In sintesi, la politica dell’UE sulla R.S.I.:

  • si basa sul principio che l’intervento pubblico deve essere estremamente ridotto, non deve minare la volontarietà delle imprese, ma disegnare un quadro generale che favorisca comportamenti responsabili sul piano sociale e ambientale, con particolare attenzione alla qualità e alla convergenza delle procedure adottate, garantirne la verifica indipendente e sostenere le buone pratiche;
  • suggerisce l’integrazione dei principi della R.S.I. in tutti gli ambiti delle politiche comunitarie.

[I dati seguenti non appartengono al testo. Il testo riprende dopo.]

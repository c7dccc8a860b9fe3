//! CLI module - Command-line interface for the incident admin service
//!
//! This module provides a structured CLI using clap for argument parsing.

mod commands;

use clap::{Parser, Subcommand};
use std::path::PathBuf;

/// Incident Admin - status page incident API
#[derive(Parser)]
#[command(name = "incident-admin")]
#[command(author, version, about, long_about = None)]
pub struct Cli {
    /// Path to a config file; the default search locations are used otherwise
    #[arg(long, global = true)]
    pub config: Option<PathBuf>,

    #[command(subcommand)]
    pub command: Option<Commands>,
}

#[derive(Subcommand)]
pub enum Commands {
    /// Run the HTTP API (default)
    #[command(alias = "daemon")]
    Serve,

    /// Create the incidents table if needed and exit
    Migrate,

    /// Print incidents with the given status
    #[command(alias = "ls")]
    List {
        /// Status to filter on
        #[arg(long, default_value = "active")]
        status: String,
    },

    /// Create default config file
    Init,
}

pub use commands::*;
use axum::{
    extract::{MatchedPath, Request, State},
    middleware::Next,
    response::{IntoResponse, Response},
};
use std::sync::Arc;
use std::time::Instant;
use tracing::{Instrument, info, info_span};
use uuid::Uuid;

use crate::api::AppState;

pub async fn get_metrics(State(state): State<Arc<AppState>>) -> impl IntoResponse {
    state.prometheus_handle.as_ref().map_or_else(
        || "Metrics not enabled or failed to initialize".to_string(),
        metrics_exporter_prometheus::PrometheusHandle::render,
    )
}

/// Wraps each request in a span carrying a fresh request id and records
/// per-route request counters and latency.
pub async fn logging_middleware(req: Request, next: Next) -> Response {
    let start = Instant::now();
    let request_id = Uuid::new_v4().to_string();

    let method = req.method().to_string();
    let path = req.uri().path().to_string();
    let route = req
        .extensions()
        .get::<MatchedPath>()
        .map(|mp| mp.as_str().to_string());

    let span = info_span!(
        "request",
        request_id = %request_id,
        method = %method,
        path = %path,
        route = route.clone(),
    );

    async move {
        let response = next.run(req).await;

        let elapsed = start.elapsed();
        let status = response.status().as_u16();
        let outcome = match status {
            500.. => "error",
            400..=499 => "client_error",
            _ => "success",
        };

        // Route template, never the raw path, to bound label cardinality
        let labels = [
            ("method", method),
            ("path", route.unwrap_or_else(|| "unmatched".to_string())),
            ("status", status.to_string()),
        ];

        metrics::counter!("http_requests_total", &labels).increment(1);
        metrics::histogram!("http_request_duration_seconds", &labels)
            .record(elapsed.as_secs_f64());

        info!(
            event = "http_request_finished",
            duration_ms = u64::try_from(elapsed.as_millis()).unwrap_or(u64::MAX),
            status_code = status,
            outcome = %outcome,
            "Request finished"
        );

        response
    }
    .instrument(span)
    .await
}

Il 6° Studio sugli Investimenti Sostenibili e Responsabili in Europa, condotto dal Forum Europeo per gli Investimenti Sostenibili e Responsabili (EUROSIF) nel 2014 ha analizzato le strategie di R.S.I., i trend in Europa e in 13 Paesi europei. I principali risultati emersi sono:

  • tutte le strategie di R.S.I. hanno registrato tassi di crescita a doppia cifra tra il 2011 e il 2013;
  • le strategie di esclusione diventano mainstream. Tra queste le più note riguardano la rinuncia a investimenti su bombe a grappolo e mine antiuomo;
  • le strategie di engagement e azionariato attivo fanno progressi significativi, soprattutto in alcuni Paesi come l’Italia, in cui si registra una crescita pari al 193%;
  • l’Impact investing, preso in considerazione per la prima volta, è la strategia che cresce più rapidamente, con una percentuale del 132%, pari a 20 miliardi. Al suo interno, si stima che la microfinanza copra il 50% degli attivi;
  • le pratiche di integrazione di fattori non finanziari nelle decisioni sono cresciute del 65%. Tra queste la considerazione di elementi non finanziari negli investimenti e di analisi e ricerche non connesse ad aspetti monetari;
  • parallelamente all’aumento della sensibilità diffusa per i temi ambientali, sociali e della governance, l’attenzione si sta spostando dall’utilità della R.S.I. dal punto di vista finanziario, al come il suo impatto si possa quantificare e misurare.